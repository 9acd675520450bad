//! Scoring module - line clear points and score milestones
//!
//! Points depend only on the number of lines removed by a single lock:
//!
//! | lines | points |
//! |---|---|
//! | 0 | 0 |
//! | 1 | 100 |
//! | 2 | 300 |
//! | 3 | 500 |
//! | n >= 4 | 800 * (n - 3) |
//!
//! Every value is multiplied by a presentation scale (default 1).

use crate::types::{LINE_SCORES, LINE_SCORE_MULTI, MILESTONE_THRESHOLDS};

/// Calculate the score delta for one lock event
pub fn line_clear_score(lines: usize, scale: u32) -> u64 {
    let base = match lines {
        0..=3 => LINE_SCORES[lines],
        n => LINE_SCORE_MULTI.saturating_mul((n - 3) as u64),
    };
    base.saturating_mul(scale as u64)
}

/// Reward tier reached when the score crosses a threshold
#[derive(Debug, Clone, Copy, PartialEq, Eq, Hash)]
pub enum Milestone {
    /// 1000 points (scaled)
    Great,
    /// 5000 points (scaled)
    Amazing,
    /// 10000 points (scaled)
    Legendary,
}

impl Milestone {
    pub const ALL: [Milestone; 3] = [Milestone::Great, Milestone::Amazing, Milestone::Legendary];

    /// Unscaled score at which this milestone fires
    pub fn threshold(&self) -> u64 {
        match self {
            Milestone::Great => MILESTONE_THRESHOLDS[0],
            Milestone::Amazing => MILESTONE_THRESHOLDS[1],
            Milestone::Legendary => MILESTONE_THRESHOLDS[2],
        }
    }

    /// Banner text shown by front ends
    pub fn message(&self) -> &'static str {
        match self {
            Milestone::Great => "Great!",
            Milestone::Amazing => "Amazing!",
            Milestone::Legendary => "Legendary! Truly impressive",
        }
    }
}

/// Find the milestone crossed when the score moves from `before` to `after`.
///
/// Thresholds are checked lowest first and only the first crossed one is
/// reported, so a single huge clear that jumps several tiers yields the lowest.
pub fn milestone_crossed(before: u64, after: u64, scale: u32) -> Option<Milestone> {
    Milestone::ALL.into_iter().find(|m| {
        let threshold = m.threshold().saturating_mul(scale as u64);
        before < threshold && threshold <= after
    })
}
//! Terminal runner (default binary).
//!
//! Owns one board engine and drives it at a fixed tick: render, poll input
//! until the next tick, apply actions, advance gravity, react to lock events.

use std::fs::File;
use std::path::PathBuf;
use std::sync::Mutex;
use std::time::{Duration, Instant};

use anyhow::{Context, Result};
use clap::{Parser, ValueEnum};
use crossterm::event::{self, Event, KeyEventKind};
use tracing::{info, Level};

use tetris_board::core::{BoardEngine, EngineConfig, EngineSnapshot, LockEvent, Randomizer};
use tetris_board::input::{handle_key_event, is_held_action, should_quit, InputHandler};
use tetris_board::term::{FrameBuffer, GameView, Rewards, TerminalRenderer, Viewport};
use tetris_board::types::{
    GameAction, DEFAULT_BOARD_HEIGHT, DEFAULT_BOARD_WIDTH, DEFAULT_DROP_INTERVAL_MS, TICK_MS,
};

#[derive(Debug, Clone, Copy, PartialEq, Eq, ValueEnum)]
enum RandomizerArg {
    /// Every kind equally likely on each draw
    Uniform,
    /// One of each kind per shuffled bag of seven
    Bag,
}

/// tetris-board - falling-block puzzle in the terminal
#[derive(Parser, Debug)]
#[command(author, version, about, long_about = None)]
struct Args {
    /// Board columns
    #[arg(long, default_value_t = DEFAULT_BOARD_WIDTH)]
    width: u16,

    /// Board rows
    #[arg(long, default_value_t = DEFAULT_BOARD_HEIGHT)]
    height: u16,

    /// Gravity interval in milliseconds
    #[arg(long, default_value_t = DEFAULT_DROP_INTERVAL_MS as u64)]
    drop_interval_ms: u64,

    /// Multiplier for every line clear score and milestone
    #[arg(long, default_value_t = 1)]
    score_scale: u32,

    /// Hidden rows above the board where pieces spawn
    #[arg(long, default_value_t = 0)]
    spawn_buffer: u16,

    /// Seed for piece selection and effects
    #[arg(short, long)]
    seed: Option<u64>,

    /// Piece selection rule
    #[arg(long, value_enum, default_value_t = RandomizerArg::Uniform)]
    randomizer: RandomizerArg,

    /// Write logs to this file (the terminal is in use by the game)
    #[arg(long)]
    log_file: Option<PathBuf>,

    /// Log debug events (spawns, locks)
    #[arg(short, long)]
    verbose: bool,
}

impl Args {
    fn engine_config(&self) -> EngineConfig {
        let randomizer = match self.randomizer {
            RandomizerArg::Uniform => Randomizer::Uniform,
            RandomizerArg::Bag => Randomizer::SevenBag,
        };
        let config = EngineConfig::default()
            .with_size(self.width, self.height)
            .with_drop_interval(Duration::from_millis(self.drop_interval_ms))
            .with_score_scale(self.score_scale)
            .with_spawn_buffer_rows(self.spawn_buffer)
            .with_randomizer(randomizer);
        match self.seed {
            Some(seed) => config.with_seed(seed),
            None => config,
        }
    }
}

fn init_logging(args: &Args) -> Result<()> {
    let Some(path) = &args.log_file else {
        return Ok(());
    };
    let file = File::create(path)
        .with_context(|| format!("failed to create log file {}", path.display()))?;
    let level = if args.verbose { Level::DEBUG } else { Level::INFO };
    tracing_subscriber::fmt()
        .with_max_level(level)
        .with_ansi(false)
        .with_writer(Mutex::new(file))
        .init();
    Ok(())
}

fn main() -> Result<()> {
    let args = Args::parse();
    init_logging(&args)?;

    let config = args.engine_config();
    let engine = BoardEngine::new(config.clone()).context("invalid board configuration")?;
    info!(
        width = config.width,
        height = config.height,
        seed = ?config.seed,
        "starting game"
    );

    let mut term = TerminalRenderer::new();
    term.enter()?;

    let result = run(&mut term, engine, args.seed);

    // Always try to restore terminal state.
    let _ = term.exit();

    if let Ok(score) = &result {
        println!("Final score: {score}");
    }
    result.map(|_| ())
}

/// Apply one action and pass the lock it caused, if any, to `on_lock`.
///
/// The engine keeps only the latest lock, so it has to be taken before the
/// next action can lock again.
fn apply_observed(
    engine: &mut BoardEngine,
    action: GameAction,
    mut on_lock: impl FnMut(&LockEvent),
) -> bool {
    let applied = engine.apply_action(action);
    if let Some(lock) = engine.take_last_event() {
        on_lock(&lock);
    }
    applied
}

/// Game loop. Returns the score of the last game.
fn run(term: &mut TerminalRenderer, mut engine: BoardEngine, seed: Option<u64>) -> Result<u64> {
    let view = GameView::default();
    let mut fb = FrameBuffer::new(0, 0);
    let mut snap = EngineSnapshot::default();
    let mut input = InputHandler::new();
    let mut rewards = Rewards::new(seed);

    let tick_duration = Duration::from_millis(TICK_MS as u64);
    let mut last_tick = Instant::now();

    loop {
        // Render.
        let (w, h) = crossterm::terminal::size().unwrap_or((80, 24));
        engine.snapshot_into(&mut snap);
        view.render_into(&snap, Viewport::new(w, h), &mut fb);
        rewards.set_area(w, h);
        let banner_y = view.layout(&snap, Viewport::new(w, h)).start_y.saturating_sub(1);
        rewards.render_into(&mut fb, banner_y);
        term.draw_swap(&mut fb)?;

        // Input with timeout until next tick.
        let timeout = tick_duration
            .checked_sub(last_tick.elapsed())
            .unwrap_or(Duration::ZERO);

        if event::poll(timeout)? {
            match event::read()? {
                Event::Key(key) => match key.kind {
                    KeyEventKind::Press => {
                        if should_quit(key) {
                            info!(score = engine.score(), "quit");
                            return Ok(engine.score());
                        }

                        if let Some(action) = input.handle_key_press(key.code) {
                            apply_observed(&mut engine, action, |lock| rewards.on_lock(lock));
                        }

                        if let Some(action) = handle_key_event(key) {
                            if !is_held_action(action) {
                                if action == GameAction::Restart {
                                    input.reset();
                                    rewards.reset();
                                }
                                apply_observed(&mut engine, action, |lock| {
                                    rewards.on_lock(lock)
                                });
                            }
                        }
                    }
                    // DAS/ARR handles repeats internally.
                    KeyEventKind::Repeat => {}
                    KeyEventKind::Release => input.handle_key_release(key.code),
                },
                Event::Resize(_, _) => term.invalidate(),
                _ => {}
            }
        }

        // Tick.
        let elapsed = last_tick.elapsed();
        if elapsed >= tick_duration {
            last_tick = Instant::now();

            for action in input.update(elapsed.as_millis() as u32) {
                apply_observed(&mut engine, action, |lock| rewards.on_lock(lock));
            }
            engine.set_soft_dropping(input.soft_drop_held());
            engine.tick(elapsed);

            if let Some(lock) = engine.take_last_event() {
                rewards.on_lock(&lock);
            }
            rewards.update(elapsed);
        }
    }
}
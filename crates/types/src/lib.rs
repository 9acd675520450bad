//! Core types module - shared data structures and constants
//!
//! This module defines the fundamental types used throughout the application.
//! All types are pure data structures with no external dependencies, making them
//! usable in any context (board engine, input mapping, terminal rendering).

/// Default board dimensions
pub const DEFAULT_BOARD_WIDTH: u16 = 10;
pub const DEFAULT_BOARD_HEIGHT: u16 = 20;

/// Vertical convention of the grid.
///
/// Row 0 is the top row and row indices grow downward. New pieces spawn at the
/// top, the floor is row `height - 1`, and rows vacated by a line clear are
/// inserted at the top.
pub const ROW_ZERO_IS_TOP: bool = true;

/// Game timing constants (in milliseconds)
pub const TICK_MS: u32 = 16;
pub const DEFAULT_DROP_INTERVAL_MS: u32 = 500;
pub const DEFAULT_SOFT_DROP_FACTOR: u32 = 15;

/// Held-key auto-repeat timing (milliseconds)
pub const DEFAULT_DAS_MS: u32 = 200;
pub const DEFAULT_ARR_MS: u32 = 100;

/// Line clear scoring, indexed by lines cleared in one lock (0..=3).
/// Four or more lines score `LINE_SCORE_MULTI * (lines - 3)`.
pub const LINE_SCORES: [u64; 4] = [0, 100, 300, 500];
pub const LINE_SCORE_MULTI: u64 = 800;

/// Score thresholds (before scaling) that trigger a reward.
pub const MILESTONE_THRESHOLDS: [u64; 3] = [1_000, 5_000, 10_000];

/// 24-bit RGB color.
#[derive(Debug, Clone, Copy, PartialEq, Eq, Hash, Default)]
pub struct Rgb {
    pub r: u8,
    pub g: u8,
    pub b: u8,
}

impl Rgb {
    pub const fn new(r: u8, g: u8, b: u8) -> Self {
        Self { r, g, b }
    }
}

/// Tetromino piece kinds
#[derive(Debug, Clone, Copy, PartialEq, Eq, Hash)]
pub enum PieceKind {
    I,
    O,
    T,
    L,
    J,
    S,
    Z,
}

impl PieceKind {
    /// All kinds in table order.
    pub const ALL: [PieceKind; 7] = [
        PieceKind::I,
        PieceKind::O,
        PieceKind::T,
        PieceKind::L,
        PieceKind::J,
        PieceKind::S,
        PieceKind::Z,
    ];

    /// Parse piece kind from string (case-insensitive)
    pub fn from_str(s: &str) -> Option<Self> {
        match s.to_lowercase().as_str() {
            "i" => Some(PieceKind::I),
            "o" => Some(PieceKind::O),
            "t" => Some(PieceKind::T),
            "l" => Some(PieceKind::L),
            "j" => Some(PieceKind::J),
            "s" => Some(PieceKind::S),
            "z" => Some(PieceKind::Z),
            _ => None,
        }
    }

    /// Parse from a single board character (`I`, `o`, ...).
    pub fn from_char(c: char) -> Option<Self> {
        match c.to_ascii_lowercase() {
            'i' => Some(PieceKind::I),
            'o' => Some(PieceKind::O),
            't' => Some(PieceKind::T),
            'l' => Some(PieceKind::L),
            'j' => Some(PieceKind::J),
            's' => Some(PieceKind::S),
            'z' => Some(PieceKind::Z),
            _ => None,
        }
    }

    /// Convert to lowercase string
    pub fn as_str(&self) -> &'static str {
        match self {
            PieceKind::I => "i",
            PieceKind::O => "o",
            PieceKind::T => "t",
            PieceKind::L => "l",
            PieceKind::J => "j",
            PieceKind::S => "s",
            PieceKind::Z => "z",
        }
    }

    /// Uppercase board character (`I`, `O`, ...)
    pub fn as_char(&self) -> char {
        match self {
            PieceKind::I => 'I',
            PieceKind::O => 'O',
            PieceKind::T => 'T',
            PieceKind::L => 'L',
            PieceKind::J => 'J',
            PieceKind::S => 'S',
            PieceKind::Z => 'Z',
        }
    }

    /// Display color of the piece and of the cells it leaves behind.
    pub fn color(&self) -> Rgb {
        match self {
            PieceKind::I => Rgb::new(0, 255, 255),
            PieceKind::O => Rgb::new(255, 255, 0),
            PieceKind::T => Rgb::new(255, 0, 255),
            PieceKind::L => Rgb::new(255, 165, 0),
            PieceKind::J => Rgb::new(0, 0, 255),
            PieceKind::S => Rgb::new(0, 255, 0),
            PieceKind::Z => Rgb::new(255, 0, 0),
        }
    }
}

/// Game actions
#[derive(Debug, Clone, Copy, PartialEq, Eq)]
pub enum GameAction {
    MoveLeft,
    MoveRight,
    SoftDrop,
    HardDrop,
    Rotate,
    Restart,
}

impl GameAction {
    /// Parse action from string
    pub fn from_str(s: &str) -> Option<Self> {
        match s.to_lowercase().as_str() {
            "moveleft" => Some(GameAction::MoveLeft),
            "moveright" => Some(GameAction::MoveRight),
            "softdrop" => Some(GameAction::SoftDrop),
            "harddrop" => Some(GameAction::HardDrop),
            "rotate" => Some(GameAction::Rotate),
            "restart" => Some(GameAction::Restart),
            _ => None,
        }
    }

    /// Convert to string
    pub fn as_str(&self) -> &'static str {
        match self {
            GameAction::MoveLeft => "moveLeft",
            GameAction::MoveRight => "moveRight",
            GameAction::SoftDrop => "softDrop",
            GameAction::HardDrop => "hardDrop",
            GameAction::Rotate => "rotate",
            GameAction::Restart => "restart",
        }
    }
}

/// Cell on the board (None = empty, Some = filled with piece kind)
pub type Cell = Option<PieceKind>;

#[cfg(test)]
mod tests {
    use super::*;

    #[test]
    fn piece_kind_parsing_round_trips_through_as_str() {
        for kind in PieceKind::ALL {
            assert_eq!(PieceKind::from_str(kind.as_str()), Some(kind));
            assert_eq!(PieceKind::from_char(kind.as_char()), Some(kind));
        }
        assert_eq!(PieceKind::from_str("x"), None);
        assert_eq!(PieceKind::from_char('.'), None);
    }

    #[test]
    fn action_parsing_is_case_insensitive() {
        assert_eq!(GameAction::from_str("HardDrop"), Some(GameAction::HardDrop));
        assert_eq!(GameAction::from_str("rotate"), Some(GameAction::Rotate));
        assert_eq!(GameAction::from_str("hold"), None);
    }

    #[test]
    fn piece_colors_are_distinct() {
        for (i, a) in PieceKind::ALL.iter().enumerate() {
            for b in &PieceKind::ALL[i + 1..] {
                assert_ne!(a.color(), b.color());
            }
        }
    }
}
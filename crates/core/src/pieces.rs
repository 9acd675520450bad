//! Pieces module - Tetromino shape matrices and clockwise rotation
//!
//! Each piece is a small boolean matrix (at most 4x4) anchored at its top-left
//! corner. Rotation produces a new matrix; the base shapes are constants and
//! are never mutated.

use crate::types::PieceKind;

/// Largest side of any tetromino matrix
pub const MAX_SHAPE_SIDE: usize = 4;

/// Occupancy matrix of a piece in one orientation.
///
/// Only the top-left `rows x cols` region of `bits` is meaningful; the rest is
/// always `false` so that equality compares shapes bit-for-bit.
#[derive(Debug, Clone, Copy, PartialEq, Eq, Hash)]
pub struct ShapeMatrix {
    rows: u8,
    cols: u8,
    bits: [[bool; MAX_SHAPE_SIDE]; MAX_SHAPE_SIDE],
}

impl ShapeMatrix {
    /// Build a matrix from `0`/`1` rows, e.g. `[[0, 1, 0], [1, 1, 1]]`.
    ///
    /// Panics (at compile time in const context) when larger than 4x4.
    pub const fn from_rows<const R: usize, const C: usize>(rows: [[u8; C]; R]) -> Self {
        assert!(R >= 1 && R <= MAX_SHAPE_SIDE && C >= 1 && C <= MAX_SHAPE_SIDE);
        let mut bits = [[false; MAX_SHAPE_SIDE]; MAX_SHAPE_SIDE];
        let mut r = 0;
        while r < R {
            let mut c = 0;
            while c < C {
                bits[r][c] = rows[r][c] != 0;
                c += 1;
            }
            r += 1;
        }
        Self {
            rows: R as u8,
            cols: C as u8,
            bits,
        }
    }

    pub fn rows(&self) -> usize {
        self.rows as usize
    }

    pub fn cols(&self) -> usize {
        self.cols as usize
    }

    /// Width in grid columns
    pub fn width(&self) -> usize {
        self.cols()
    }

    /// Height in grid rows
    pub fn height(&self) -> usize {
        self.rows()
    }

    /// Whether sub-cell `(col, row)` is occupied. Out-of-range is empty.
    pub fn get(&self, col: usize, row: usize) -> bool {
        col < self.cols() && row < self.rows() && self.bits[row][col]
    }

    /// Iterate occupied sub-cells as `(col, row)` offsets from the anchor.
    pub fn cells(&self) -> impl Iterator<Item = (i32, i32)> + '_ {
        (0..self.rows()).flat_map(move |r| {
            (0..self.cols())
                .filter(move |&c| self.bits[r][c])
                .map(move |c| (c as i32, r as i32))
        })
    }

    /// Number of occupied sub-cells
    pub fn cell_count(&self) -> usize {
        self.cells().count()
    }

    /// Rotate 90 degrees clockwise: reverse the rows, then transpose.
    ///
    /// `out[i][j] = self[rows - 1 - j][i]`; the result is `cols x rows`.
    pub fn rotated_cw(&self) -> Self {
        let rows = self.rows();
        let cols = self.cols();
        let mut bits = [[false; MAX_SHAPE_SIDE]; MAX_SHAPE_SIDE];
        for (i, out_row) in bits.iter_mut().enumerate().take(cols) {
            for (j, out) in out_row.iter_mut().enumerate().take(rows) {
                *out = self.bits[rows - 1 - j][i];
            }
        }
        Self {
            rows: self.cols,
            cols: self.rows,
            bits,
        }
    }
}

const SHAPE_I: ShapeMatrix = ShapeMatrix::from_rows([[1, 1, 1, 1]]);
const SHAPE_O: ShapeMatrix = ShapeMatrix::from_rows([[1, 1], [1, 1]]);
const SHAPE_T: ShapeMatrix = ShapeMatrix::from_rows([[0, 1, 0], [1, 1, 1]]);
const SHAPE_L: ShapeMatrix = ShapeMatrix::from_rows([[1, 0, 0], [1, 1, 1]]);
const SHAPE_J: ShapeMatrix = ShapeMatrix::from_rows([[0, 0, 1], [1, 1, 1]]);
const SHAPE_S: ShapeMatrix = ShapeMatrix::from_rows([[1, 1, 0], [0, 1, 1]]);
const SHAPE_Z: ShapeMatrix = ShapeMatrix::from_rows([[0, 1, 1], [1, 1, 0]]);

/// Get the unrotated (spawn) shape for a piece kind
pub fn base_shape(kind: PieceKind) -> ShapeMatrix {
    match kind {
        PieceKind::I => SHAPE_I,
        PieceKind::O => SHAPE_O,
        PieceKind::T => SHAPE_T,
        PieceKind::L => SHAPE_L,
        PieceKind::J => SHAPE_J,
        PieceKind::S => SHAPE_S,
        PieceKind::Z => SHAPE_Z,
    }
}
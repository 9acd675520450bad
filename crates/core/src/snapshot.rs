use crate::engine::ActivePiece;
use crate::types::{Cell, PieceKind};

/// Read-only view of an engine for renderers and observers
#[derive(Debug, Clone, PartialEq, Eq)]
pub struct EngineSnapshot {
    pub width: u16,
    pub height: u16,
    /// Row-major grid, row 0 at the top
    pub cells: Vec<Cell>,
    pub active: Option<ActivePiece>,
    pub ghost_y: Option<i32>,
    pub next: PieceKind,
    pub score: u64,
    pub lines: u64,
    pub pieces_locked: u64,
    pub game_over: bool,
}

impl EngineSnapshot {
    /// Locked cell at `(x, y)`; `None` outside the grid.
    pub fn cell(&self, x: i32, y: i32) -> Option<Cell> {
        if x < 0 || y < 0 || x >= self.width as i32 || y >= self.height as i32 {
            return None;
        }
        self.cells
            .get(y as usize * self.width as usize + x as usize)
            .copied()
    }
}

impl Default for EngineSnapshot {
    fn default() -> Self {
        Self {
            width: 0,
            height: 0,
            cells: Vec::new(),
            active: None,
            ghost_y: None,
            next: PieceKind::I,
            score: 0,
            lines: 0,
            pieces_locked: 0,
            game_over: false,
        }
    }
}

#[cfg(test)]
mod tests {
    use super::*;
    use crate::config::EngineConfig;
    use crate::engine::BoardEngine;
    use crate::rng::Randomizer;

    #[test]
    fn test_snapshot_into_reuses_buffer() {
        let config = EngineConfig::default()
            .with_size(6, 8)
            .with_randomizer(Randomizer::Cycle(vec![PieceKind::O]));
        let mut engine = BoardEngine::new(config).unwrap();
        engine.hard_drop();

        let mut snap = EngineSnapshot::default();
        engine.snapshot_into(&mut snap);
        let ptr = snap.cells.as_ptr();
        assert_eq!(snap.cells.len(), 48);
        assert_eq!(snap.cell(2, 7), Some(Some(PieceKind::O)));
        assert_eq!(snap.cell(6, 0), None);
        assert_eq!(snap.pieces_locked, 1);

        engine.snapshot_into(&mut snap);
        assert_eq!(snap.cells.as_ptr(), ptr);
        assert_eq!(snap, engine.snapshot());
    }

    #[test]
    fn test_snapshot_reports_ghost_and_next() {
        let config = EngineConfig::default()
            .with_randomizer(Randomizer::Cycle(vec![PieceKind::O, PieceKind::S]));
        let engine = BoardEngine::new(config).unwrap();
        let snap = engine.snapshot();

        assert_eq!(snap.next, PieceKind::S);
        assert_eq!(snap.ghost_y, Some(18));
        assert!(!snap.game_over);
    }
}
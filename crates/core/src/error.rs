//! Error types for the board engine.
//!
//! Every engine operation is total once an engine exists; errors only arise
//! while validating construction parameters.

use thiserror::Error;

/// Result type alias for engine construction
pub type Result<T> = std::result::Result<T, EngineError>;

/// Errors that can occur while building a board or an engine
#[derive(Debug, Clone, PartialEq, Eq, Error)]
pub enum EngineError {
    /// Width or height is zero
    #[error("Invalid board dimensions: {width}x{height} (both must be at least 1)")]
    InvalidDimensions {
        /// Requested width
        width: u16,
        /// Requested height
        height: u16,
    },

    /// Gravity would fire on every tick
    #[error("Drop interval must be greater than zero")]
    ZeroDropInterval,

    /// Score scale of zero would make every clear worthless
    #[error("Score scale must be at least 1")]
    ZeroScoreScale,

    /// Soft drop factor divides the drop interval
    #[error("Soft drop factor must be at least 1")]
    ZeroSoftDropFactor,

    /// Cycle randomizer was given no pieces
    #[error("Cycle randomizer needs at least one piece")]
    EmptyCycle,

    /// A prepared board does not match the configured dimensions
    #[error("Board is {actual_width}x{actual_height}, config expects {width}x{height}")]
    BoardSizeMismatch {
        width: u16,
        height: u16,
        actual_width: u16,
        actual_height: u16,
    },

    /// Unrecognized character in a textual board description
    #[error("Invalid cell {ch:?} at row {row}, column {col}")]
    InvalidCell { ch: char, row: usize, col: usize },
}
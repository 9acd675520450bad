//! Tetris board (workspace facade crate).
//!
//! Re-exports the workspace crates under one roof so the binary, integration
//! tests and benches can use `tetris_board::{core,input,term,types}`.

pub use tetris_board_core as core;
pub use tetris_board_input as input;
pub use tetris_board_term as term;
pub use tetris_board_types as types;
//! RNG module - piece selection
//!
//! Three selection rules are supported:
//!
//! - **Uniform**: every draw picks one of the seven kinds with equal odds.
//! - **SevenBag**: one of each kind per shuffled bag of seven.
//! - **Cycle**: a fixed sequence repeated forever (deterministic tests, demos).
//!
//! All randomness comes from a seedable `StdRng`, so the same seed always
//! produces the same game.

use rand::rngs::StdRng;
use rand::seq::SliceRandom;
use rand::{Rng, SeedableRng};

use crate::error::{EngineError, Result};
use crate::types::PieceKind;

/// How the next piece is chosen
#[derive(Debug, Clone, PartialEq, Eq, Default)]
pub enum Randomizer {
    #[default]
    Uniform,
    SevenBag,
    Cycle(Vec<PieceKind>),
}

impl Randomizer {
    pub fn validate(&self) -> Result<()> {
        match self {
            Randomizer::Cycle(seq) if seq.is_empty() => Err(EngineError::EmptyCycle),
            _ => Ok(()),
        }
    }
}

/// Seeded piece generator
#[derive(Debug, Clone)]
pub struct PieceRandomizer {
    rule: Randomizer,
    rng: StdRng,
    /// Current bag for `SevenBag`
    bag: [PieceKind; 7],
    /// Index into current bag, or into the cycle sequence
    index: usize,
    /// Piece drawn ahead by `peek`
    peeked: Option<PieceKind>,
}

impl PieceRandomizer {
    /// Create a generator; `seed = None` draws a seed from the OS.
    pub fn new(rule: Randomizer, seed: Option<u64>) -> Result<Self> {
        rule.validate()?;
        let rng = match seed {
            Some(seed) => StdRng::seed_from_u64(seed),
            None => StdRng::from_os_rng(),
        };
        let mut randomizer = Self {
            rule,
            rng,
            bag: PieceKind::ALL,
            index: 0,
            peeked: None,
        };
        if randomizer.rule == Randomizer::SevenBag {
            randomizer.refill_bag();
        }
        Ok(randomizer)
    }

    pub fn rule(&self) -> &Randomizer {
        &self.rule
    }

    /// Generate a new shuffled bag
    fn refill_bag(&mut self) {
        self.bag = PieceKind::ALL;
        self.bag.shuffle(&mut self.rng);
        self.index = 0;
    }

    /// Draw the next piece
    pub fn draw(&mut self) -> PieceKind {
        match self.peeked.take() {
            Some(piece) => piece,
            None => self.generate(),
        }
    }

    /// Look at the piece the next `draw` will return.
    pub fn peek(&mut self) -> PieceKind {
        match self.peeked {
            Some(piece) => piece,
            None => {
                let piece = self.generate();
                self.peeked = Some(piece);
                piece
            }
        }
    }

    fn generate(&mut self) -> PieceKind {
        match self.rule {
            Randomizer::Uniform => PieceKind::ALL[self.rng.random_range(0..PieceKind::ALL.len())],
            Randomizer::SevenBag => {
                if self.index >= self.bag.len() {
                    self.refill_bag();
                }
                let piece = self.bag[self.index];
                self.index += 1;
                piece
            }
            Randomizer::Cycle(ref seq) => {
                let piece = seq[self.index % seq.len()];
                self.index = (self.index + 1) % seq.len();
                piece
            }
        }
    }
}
------------------------------------------------------------------------
What the task asks:
Where a line above contains the string "fixed", copy that line.

Result of this exercise:
//! Owns one board engine and drives it at a fixed tick: render, poll input
//! - **Cycle**: a fixed sequence repeated forever (deterministic tests, demos).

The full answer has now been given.